S. Afr. j. anim. sci. vol.41 no.4 Pretoria Jan. 2011

 

Effects of a dual-purpose bacterial inoculant on the fermentation characteristics of high-moisture maize silage and dairy cattle performance

 

 

H. MohammadzadehI,#; M. KhorvashI; G.R. GhorbaniI; W.Z. YangII

IDepartment of Animal Science, Faculty of Agriculture, Isfahan University of Technology, 84156-83111, Isfahan, Iran
IIAgriculture and Agri-Food Canada, Research Centre, Lethbridge, AB, T1J 4B1, Canada

 

 


ABSTRACT

The objective of this study was to investigate the effects of inoculating Lactisil Maize, a dual-purpose inoculant, on the fermentation characteristics and nutritive value of high-moisture maize silage and the performance of lactating cows receiving the silage in their diets. Whole-crop maize was harvested at 253 g dry matter (DM)/kg fresh crop. Maize silage was produced with or without Lactisil Maize and ensiled in two different bunkers. Eight multiparous lactating Holstein dairy cows were used in a replicated 2 × 2 Latin square experimental design and were fed total mixed rations that contained 230 g/kg of either inoculated or control maize silage. Inoculation did not affect the nutritive value or the aerobic stability of the maize silage, but increased the neutral detergent and acid detergent fibre fractions of the silage. However, inoculation increased the concentrations of acetic acid and lactic acid, but reduced ammonia N concentration compared to the control. Cows fed the Lactisil Maize-inoculated silage had a lower DM intake, milk yield, and yields of milk fat and milk protein were lower, compared to control. The digestibility of nutrients was not affected by inoculation. It was concluded that although Lactisil Maize inoculation improved the fermentation quality of high-moisture maize silage, it did not improve aerobic stability of the silage or the production performance of dairy cows compared to the control.

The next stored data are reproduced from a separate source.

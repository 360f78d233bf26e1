// SPDX-FileCopyrightText: 2026 Bruno Meilick
// SPDX-License-Identifier: LicenseRef-TutorGPT-FreeUse-NoCopy-NoDerivatives
//
// All rights reserved.
//
// This file is part of TutorGPT and is proprietary software.
// Unauthorized copying, modification, or distribution is prohibited.

/// Layout, title, footer, and panel rendering used by the TUI.
const FOOTER_LABEL_COLOR: Color = Color::Gray;
const FOOTER_KEY_COLOR: Color = Color::Cyan;
const FOOTER_BRAND_COLOR: Color = Color::LightGreen;
const SIDEBAR_WIDTH: u16 = 30;

fn draw<P: StatePort>(frame: &mut Frame<'_>, app: &mut App<P>) {
    let area = frame.area();
    frame.render_widget(Block::default().style(app.theme.base_style()), area);

    let rows = Layout::default()
        .direction(Direction::Vertical)
        .constraints([
            Constraint::Length(1),
            Constraint::Min(3),
            Constraint::Length(1),
        ])
        .split(area);

    render_tabs(frame, app, rows[0]);
    match app.tab {
        Tab::Tutor => render_tutor(frame, app, rows[1]),
        Tab::Flashcards => render_flashcards(frame, app, rows[1]),
        Tab::Errors => render_errors(frame, app, rows[1]),
    }
    render_footer(frame, app, rows[2]);

    match &app.mode {
        InputMode::Prompt(kind) => render_prompt(frame, app, kind.label(), rows[1]),
        InputMode::Finder => render_finder(frame, app, rows[1]),
        InputMode::Normal | InputMode::Chat => {}
    }
}

fn view_title(label: &str, key: char, tail: Option<&str>) -> String {
    let mut title = format!("─[{key}]─ {label}");
    if let Some(tail) = tail {
        let tail = tail.trim();
        if !tail.is_empty() {
            title.push(' ');
            title.push_str(tail);
        }
    }
    title.push(' ');
    title
}

fn render_tabs<P: StatePort>(frame: &mut Frame<'_>, app: &App<P>, area: Rect) {
    let titles: Vec<Line<'static>> = Tab::ALL
        .iter()
        .enumerate()
        .map(|(idx, tab)| Line::from(format!("{} {}", idx + 1, tab.title())))
        .collect();
    let tabs = Tabs::new(titles)
        .select(app.tab.index())
        .style(app.theme.muted_style())
        .highlight_style(app.theme.active_style());
    frame.render_widget(tabs, area);
}

fn selected_label<P: StatePort>(app: &App<P>) -> Option<String> {
    app.subjects
        .selected_topic_data()
        .map(|selected| format!("{} / {}", selected.subject.name(), selected.topic.name()))
}

fn render_tutor<P: StatePort>(frame: &mut Frame<'_>, app: &mut App<P>, area: Rect) {
    let columns = Layout::default()
        .direction(Direction::Horizontal)
        .constraints([Constraint::Length(SIDEBAR_WIDTH), Constraint::Min(20)])
        .split(area);
    render_sidebar(frame, app, columns[0]);

    if app.materials_visible {
        let split = Layout::default()
            .direction(Direction::Horizontal)
            .constraints([Constraint::Percentage(60), Constraint::Percentage(40)])
            .split(columns[1]);
        render_chat(frame, app, split[0]);
        render_materials(frame, app, split[1]);
    } else {
        render_chat(frame, app, columns[1]);
    }
}

fn render_sidebar<P: StatePort>(frame: &mut Frame<'_>, app: &mut App<P>, area: Rect) {
    let selection = app.subjects.selection();
    let mut items = Vec::new();
    for subject in app.subjects.subjects() {
        items.push(ListItem::new(Line::from(Span::styled(
            subject.name().to_owned(),
            app.theme.base_style().add_modifier(Modifier::BOLD),
        ))));
        for topic in subject.topics() {
            let active = selection.subject_id() == Some(subject.id())
                && selection.topic_id() == Some(topic.id());
            let (marker, style) = if active {
                ("● ", app.theme.active_style())
            } else {
                ("  ", app.theme.base_style())
            };
            items.push(ListItem::new(Line::from(vec![
                Span::raw("  "),
                Span::styled(marker, style),
                Span::styled(topic.name().to_owned(), style),
            ])));
        }
    }

    let focused = app.focus == Focus::Sidebar && app.mode == InputMode::Normal;
    let list = List::new(items)
        .block(
            Block::default()
                .borders(Borders::ALL)
                .title(view_title("Subjects", '1', None))
                .border_style(app.theme.panel_border_style(focused)),
        )
        .highlight_style(app.theme.selection_style());
    frame.render_stateful_widget(list, area, &mut app.sidebar_state);
}
// SPDX-FileCopyrightText: 2026 Bruno Meilick
// SPDX-License-Identifier: LicenseRef-TutorGPT-FreeUse-NoCopy-NoDerivatives
//
// All rights reserved.
//
// This file is part of TutorGPT and is proprietary software.
// Unauthorized copying, modification, or distribution is prohibited.

use std::borrow::Borrow;
use std::fmt;
use std::marker::PhantomData;
use std::str::FromStr;
use std::sync::OnceLock;

use regex::Regex;
use thiserror::Error;

/// A typed identifier for subjects, topics, materials, files and messages.
///
/// Ids are plain strings; the only enforced rule is that they are non-empty. Subject and topic ids
/// are slugs (see [`slugify`]), material/file/message ids are usually UUIDs.
#[derive(Debug, Clone, PartialEq, Eq, Hash, PartialOrd, Ord)]
pub struct Id<T> {
    value: String,
    _marker: PhantomData<fn() -> T>,
}

impl<T> Id<T> {
    pub fn new(value: impl Into<String>) -> Result<Self, IdError> {
        let value = value.into();
        if value.is_empty() {
            return Err(IdError::Empty);
        }
        Ok(Self {
            value,
            _marker: PhantomData,
        })
    }

    /// Derives an id from a display name (lowercase, whitespace runs become `_`).
    pub fn from_name(name: &str) -> Result<Self, IdError> {
        Self::new(slugify(name))
    }

    /// A fresh random (UUIDv4) id.
    pub fn random() -> Self {
        Self {
            value: uuid::Uuid::new_v4().to_string(),
            _marker: PhantomData,
        }
    }

    pub fn as_str(&self) -> &str {
        &self.value
    }

    pub fn into_string(self) -> String {
        self.value
    }
}

impl<T> fmt::Display for Id<T> {
    fn fmt(&self, f: &mut fmt::Formatter<'_>) -> fmt::Result {
        f.write_str(&self.value)
    }
}

impl<T> AsRef<str> for Id<T> {
    fn as_ref(&self) -> &str {
        self.as_str()
    }
}

impl<T> Borrow<str> for Id<T> {
    fn borrow(&self) -> &str {
        self.as_str()
    }
}

impl<T> FromStr for Id<T> {
    type Err = IdError;

    fn from_str(s: &str) -> Result<Self, Self::Err> {
        Self::new(s.to_owned())
    }
}

impl<T> TryFrom<String> for Id<T> {
    type Error = IdError;

    fn try_from(value: String) -> Result<Self, Self::Error> {
        Self::new(value)
    }
}

impl<T> PartialEq<str> for Id<T> {
    fn eq(&self, other: &str) -> bool {
        self.value == other
    }
}

impl<T> PartialEq<&str> for Id<T> {
    fn eq(&self, other: &&str) -> bool {
        self.value == *other
    }
}

#[derive(Debug, Clone, PartialEq, Eq, Error)]
pub enum IdError {
    #[error("id must not be empty")]
    Empty,
}

fn whitespace_runs() -> &'static Regex {
    static WHITESPACE: OnceLock<Regex> = OnceLock::new();
    WHITESPACE.get_or_init(|| Regex::new(r"\s+").expect("hard-coded regex is valid"))
}

/// Lowercases `name` and collapses every whitespace run into a single `_`.
///
/// Leading and trailing whitespace is not trimmed: `" Math"` becomes `"_math"`.
pub fn slugify(name: &str) -> String {
    whitespace_runs()
        .replace_all(&name.to_lowercase(), "_")
        .into_owned()
}

#[derive(Debug, Clone, Copy, PartialEq, Eq, Hash, PartialOrd, Ord)]
pub enum SubjectIdTag {}
pub type SubjectId = Id<SubjectIdTag>;

#[derive(Debug, Clone, Copy, PartialEq, Eq, Hash, PartialOrd, Ord)]
pub enum TopicIdTag {}
pub type TopicId = Id<TopicIdTag>;

#[derive(Debug, Clone, Copy, PartialEq, Eq, Hash, PartialOrd, Ord)]
pub enum MaterialIdTag {}
pub type MaterialId = Id<MaterialIdTag>;

#[derive(Debug, Clone, Copy, PartialEq, Eq, Hash, PartialOrd, Ord)]
pub enum FileIdTag {}
pub type FileId = Id<FileIdTag>;

#[derive(Debug, Clone, Copy, PartialEq, Eq, Hash, PartialOrd, Ord)]
pub enum MessageIdTag {}
pub type MessageId = Id<MessageIdTag>;

/// External key correlating a subject/topic pair with a remote tutor conversation.
///
/// Always `{subject_id}_{topic_id}`; computed once when the topic is created.
#[derive(Debug, Clone, PartialEq, Eq, Hash, PartialOrd, Ord)]
pub struct ConversationId(String);

impl ConversationId {
    pub fn for_topic(subject_id: &SubjectId, topic_id: &TopicId) -> Self {
        Self(format!("{subject_id}_{topic_id}"))
    }

    /// Wraps a persisted value verbatim.
    pub fn from_persisted(value: impl Into<String>) -> Self {
        Self(value.into())
    }

    pub fn as_str(&self) -> &str {
        &self.0
    }
}

impl fmt::Display for ConversationId {
    fn fmt(&self, f: &mut fmt::Formatter<'_>) -> fmt::Result {
        f.write_str(&self.0)
    }
}

#[cfg(test)]
mod tests {
    use super::{slugify, ConversationId, Id, IdError, SubjectId, TopicId};

    #[test]
    fn id_rejects_empty() {
        let result: Result<Id<()>, _> = Id::new("");
        assert_eq!(result, Err(IdError::Empty));
    }

    #[test]
    fn slugify_lowercases_and_collapses_whitespace() {
        assert_eq!(slugify("World History"), "world_history");
        assert_eq!(slugify("Organic   Chemistry\tII"), "organic_chemistry_ii");
        assert_eq!(slugify(" Math"), "_math");
        assert_eq!(slugify("Wars"), "wars");
    }

    #[test]
    fn from_name_rejects_empty_names() {
        assert_eq!(SubjectId::from_name(""), Err(IdError::Empty));
    }

    #[test]
    fn random_ids_are_distinct() {
        let a: Id<()> = Id::random();
        let b: Id<()> = Id::random();
        assert_ne!(a, b);
    }

    #[test]
    fn conversation_id_joins_subject_and_topic() {
        let subject = SubjectId::new("world_history").unwrap();
        let topic = TopicId::new("wars").unwrap();
        assert_eq!(
            ConversationId::for_topic(&subject, &topic).as_str(),
            "world_history_wars"
        );
    }
}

Keywords: Low dry matter, aerobic stability, Lactobacillus buchneri, Lactobacillus plantarum, anaerobic fermentation, nutrient digestibility


 

 

Introduction

Ensiling is a common preservation method for moist forage crops. It is based on the anaerobic fermentation of water-soluble carbohydrates (WSC) into lactic acid and volatile fatty acids (VFA) by lactic acid bacteria (LAB). Maize is one of the major forages used for ensiling due to its excellent nutritional quality and good ensiling properties (Allen et al., 2003). Maize silage is used as a source of effective fibre and fermentable energy that makes up to 50% of the forage source in the rations of dairy cows in many commercial dairies in the world and in Iran (NRC, 2001; Kowsar et al., 2008). However, maize crops grown in Iran are usually planted in July as a second crop. Therefore, it does not get sufficient time to mature and is ensiled with a low dry matter (DM) (20 to 25%) content (Khorvash et al., 2006). Moreover, after opening the silo for feeding, exposure to oxygen leads to aerobic deterioration of the silage. Maize silages are susceptible to spoilage because of higher concentrations of lactic acid and WSC (McDonald et al., 1991). This condition forces farmers to improve their management during crop harvesting and ensiling, e.g. using various types of silage additives including bacterial inoculants. The biological additives for silages are safe and easy to use, noncorrosive to machinery, do not pollute the environment and are regarded as natural products (Filya et al., 2000). During the last two decades, many microbial inoculants have been developed in order to improve the ensiling process and silage quality. Homofermentative and heterofermentative LAB inoculants are two types of inoculants commonly used in silage production. Homofermentative LAB such as Lactobacillus plantarum, generally increases lactic acid and decreases acetic acid, butyric acid and ammonia-nitrogen (NH3-N) levels, and the pH of the silage (Sheperd et al., 1995; Aksu et al., 2004). However, homofermentative LAB often increases aerobic deterioration of whole-crop cereal silages, probably because of insufficient VFAs to inhibit fungal growth (Weinberg et al., 1993; Filya et al., 2000; Kleinschmit & Kung, 2006b).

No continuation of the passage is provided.